Some observers reacted skeptically to Patek’s statement after last month’s flag ceremony.
“How can we believe that? He’s only been in prison a few years, yet he was a member of the al-Qaeda terrorist network for a dozen years, and killed innocent people,” Septi Wardani, the brother of a Bali bombing victim, told BenarNews.
“He is the reason my little brother lost his leg. How can I forget that?” Septi added.
“I don’t believe Umar Patek’s change is sincere. This is just BNPT hoop-la.”
Solahudin, a terrorism expert and staff researcher at the University of Indonesia (UI), expressed similar caution.
“It’s too early to use the involvement of Umar Patek in the flag-raising ceremony as a benchmark for the success of the BNPT’s de-radicalization efforts,” he told BenarNews.
Since 2002, the agency has overseen a program that strives to reform Islamic radicals and convicted terrorists, and reintegrate them into society. More than 100 people are now enrolled in the program.
But Sidney Jones, director of the Jakarta-based Institute for Policy Analysis of Conflict (IPAC), questioned the effectiveness of de-radicalization efforts in general.
“De-radicalization to alter or eliminate radical ideologies, including in Indonesia, has proven ineffective,” she told BenarNews in May.
“This method has not been successfully applied to people influenced by radical views.”
She cited the example of Santoso, a radical who heads the Eastern Indonesia Mujahideen (MIT) militant group and is widely believed to be based in Poso, in Central Sulawesi province.
“He was once given a position and capital in the form of money by the Poso Regency government. That capital was used to pay salaries to his followers and to finance their radical activities,” she said.
Commenting on the case of Umar Patek, another observer questioned the consistency of Indonesia’s judicial system.

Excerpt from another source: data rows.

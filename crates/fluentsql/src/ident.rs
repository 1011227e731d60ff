//! Identifier quoting.
//!
//! Two styles are supported:
//!
//! - [`IdentStyle::Backtick`]: only the column is quoted, the table segment is
//!   emitted verbatim (`users.`name``).
//! - [`IdentStyle::DoubleQuote`]: every dotted segment is quoted on its own,
//!   embedded `"` are doubled and empty segments are dropped
//!   (`"public"."users"."name"`).
//!
//! # Example
//! ```ignore
//! use fluentsql::IdentStyle;
//!
//! assert_eq!(IdentStyle::Backtick.quote_table_column("users", "id"), "users.`id`");
//! assert_eq!(IdentStyle::DoubleQuote.quote_table_column("public.users", "id"), r#""public"."users"."id""#);
//! ```

/// How a dialect quotes `table.column` identifiers.
#[derive(Debug, Clone, Copy, PartialEq, Eq)]
pub enum IdentStyle {
    /// MySQL-flavored backtick quoting of the column segment only.
    Backtick,
    /// Standard SQL double-quote quoting of every segment.
    DoubleQuote,
}

impl IdentStyle {
    /// Quote a column, optionally qualified by a (possibly dotted) table name.
    pub fn quote_table_column(self, table: &str, column: &str) -> String {
        let mut out = String::with_capacity(table.len() + column.len() + 6);
        self.write_table_column(&mut out, table, column);
        out
    }

    /// Quote a single bare column.
    pub fn quote_column(self, column: &str) -> String {
        self.quote_table_column("", column)
    }

    pub(crate) fn write_table_column(self, out: &mut String, table: &str, column: &str) {
        match self {
            IdentStyle::Backtick => {
                if !table.is_empty() {
                    out.push_str(table);
                    out.push('.');
                }
                out.push('`');
                out.push_str(column);
                out.push('`');
            }
            IdentStyle::DoubleQuote => {
                for part in table.split('.').filter(|p| !p.is_empty()) {
                    write_double_quoted(out, part);
                    out.push('.');
                }
                write_double_quoted(out, column);
            }
        }
    }
}

fn write_double_quoted(out: &mut String, ident: &str) {
    out.push('"');
    for ch in ident.chars() {
        if ch == '"' {
            out.push('"');
        }
        out.push(ch);
    }
    out.push('"');
}

/// Reverse [`IdentStyle::DoubleQuote`] quoting of a single segment.
///
/// Returns `None` when `quoted` is not a well-formed quoted identifier.
pub fn unquote_double(quoted: &str) -> Option<String> {
    let inner = quoted.strip_prefix('"')?.strip_suffix('"')?;
    let mut out = String::with_capacity(inner.len());
    let mut chars = inner.chars();
    while let Some(ch) = chars.next() {
        if ch == '"' {
            // Escaped quote must be doubled.
            if chars.next() != Some('"') {
                return None;
            }
        }
        out.push(ch);
    }
    Some(out)
}

#[cfg(test)]
mod tests {
    use super::*;

    #[test]
    fn backtick_quotes_column_only() {
        assert_eq!(IdentStyle::Backtick.quote_column("username"), "`username`");
        assert_eq!(
            IdentStyle::Backtick.quote_table_column("users", "username"),
            "users.`username`"
        );
        assert_eq!(
            IdentStyle::Backtick.quote_table_column("app.users", "id"),
            "app.users.`id`"
        );
    }

    #[test]
    fn double_quote_simple_column() {
        assert_eq!(IdentStyle::DoubleQuote.quote_column("username"), r#""username""#);
    }

    #[test]
    fn double_quote_table_and_column() {
        assert_eq!(
            IdentStyle::DoubleQuote.quote_table_column("users", "username"),
            r#""users"."username""#
        );
    }

    #[test]
    fn double_quote_schema_qualified() {
        assert_eq!(
            IdentStyle::DoubleQuote.quote_table_column("public.users", "username"),
            r#""public"."users"."username""#
        );
        assert_eq!(
            IdentStyle::DoubleQuote.quote_table_column("schema.public.users", "id"),
            r#""schema"."public"."users"."id""#
        );
    }

    #[test]
    fn double_quote_escapes_embedded_quotes() {
        assert_eq!(IdentStyle::DoubleQuote.quote_column(r#"user"name"#), r#""user""name""#);
        assert_eq!(
            IdentStyle::DoubleQuote.quote_table_column(r#"my"table"#, "column"),
            r#""my""table"."column""#
        );
    }

    #[test]
    fn double_quote_drops_empty_segments() {
        assert_eq!(
            IdentStyle::DoubleQuote.quote_table_column(".users", "id"),
            r#""users"."id""#
        );
        assert_eq!(
            IdentStyle::DoubleQuote.quote_table_column("public..users", "id"),
            r#""public"."users"."id""#
        );
    }

    #[test]
    fn unquote_recovers_original() {
        for name in [r#"user"name"#, "plain", r#""""#, "with space"] {
            let quoted = IdentStyle::DoubleQuote.quote_column(name);
            assert_eq!(unquote_double(&quoted).as_deref(), Some(name));
        }
    }

    #[test]
    fn unquote_rejects_malformed() {
        assert_eq!(unquote_double("plain"), None);
        assert_eq!(unquote_double(r#""a"b""#), None);
    }
}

“Crimes should have proportional punishment. If you weigh the death penalty meted out to drug convicts against the 20-year sentence given to a terrorism convict who killed hundreds, it raises questions,” Krisbiantoro, deputy director of the Commission for Missing Persons and Victims of Violence (KontraS), told BenarNews.
In April, Indonesia executed eight drug convicts, most of them foreigners, drawing worldwide condemnation.
Optimism at BNPT
Meanwhile, a BNPT official in charge of rehabilitation at the agency voiced optimism about Umar Patek’s progress on the path toward reform.
“Umar Patek was difficult to approach, but we believe he is a devout Muslim who will work with us,” the official, Werijon, told BenarNews.
“We’re optimistic. If Umar Patek, a terrorist leader, can work with us, we can use this for others as well,” he said.
But it is not easy to reintegrate perpetrators of terrorist acts back into society, according to Agus, the staff expert at BNPT.
“Terrorist convicts are very difficult to approach and to get them to socialize with others outside of their cohort,” Agus said.
In his view, developing nationalism is the first step in de-radicalization, to be followed by training in self-reliance and job skills.
“This is important so that they can make a smooth return to society,” he said.